Your reply should consist of one number: how many lines below contain "Queryable".

(Beginning of Input data)

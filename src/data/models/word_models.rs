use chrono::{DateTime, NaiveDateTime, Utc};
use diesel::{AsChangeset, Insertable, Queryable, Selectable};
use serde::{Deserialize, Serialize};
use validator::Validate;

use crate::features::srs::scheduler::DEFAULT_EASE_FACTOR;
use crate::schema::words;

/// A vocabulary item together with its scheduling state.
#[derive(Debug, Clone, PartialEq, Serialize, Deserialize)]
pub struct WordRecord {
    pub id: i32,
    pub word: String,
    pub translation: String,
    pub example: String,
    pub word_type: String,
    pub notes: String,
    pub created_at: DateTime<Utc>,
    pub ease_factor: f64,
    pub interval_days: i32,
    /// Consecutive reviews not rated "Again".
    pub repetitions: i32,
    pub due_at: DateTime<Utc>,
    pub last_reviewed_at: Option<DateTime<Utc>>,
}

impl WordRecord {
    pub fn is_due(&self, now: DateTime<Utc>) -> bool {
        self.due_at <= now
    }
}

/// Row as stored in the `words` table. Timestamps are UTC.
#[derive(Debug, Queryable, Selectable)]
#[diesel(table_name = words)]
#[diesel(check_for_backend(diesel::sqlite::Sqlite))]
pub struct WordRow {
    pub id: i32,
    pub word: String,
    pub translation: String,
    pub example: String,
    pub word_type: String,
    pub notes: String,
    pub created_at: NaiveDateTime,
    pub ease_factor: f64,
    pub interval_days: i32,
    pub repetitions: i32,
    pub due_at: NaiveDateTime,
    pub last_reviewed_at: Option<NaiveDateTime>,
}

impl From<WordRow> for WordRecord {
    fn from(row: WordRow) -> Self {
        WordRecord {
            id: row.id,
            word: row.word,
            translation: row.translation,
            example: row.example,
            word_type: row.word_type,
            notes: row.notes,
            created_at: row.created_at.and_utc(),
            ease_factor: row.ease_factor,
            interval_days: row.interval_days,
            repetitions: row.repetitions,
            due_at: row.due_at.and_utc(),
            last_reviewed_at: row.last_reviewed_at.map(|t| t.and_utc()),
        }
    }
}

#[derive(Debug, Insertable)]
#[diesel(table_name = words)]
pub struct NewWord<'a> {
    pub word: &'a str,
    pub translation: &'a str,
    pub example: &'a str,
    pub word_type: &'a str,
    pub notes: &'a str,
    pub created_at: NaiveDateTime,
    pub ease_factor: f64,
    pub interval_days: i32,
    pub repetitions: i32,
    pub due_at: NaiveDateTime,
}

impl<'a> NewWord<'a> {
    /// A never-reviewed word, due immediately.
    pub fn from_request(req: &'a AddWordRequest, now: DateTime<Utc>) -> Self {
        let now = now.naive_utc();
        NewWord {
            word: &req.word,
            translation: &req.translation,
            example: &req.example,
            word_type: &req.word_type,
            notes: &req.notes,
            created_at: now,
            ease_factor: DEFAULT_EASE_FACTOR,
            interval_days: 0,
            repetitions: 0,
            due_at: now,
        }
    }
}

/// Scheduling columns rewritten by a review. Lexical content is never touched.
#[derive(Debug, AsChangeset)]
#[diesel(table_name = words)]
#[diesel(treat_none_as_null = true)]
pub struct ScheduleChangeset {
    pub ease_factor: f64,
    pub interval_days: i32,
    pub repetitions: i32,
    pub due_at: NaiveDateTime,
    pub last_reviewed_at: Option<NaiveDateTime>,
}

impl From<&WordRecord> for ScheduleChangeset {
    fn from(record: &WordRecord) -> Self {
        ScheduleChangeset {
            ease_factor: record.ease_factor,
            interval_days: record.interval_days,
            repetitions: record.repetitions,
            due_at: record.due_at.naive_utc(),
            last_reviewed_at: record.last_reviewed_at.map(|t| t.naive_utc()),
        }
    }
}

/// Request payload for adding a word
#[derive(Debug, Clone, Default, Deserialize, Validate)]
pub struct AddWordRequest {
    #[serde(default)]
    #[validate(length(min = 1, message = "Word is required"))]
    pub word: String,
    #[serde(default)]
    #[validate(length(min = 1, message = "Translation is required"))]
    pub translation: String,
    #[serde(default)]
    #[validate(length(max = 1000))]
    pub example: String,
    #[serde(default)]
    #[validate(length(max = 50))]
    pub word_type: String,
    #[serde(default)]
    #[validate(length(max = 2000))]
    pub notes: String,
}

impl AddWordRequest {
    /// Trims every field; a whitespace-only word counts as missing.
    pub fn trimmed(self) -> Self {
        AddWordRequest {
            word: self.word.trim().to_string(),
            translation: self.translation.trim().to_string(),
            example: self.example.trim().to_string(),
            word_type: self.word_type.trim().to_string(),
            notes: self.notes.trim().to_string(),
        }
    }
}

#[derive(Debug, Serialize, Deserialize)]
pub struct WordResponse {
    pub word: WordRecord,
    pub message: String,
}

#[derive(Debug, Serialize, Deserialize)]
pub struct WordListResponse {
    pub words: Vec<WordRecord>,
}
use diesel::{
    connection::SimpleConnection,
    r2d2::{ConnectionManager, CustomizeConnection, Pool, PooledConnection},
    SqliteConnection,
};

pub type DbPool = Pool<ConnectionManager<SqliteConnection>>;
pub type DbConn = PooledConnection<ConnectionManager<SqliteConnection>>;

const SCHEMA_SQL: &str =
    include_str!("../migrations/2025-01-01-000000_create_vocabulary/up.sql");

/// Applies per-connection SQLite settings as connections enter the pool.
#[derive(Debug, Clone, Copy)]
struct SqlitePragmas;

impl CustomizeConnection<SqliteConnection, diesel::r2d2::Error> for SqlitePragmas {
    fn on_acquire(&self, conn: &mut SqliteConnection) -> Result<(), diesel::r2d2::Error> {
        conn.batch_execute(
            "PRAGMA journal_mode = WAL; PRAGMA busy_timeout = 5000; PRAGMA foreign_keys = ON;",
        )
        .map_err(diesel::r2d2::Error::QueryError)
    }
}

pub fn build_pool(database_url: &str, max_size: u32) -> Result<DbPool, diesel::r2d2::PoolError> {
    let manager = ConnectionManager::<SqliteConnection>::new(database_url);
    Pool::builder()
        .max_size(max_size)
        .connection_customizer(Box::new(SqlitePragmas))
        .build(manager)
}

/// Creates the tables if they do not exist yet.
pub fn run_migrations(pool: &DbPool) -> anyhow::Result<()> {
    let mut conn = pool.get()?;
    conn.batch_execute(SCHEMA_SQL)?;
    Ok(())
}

(End of Input data)

* Response to the task:
2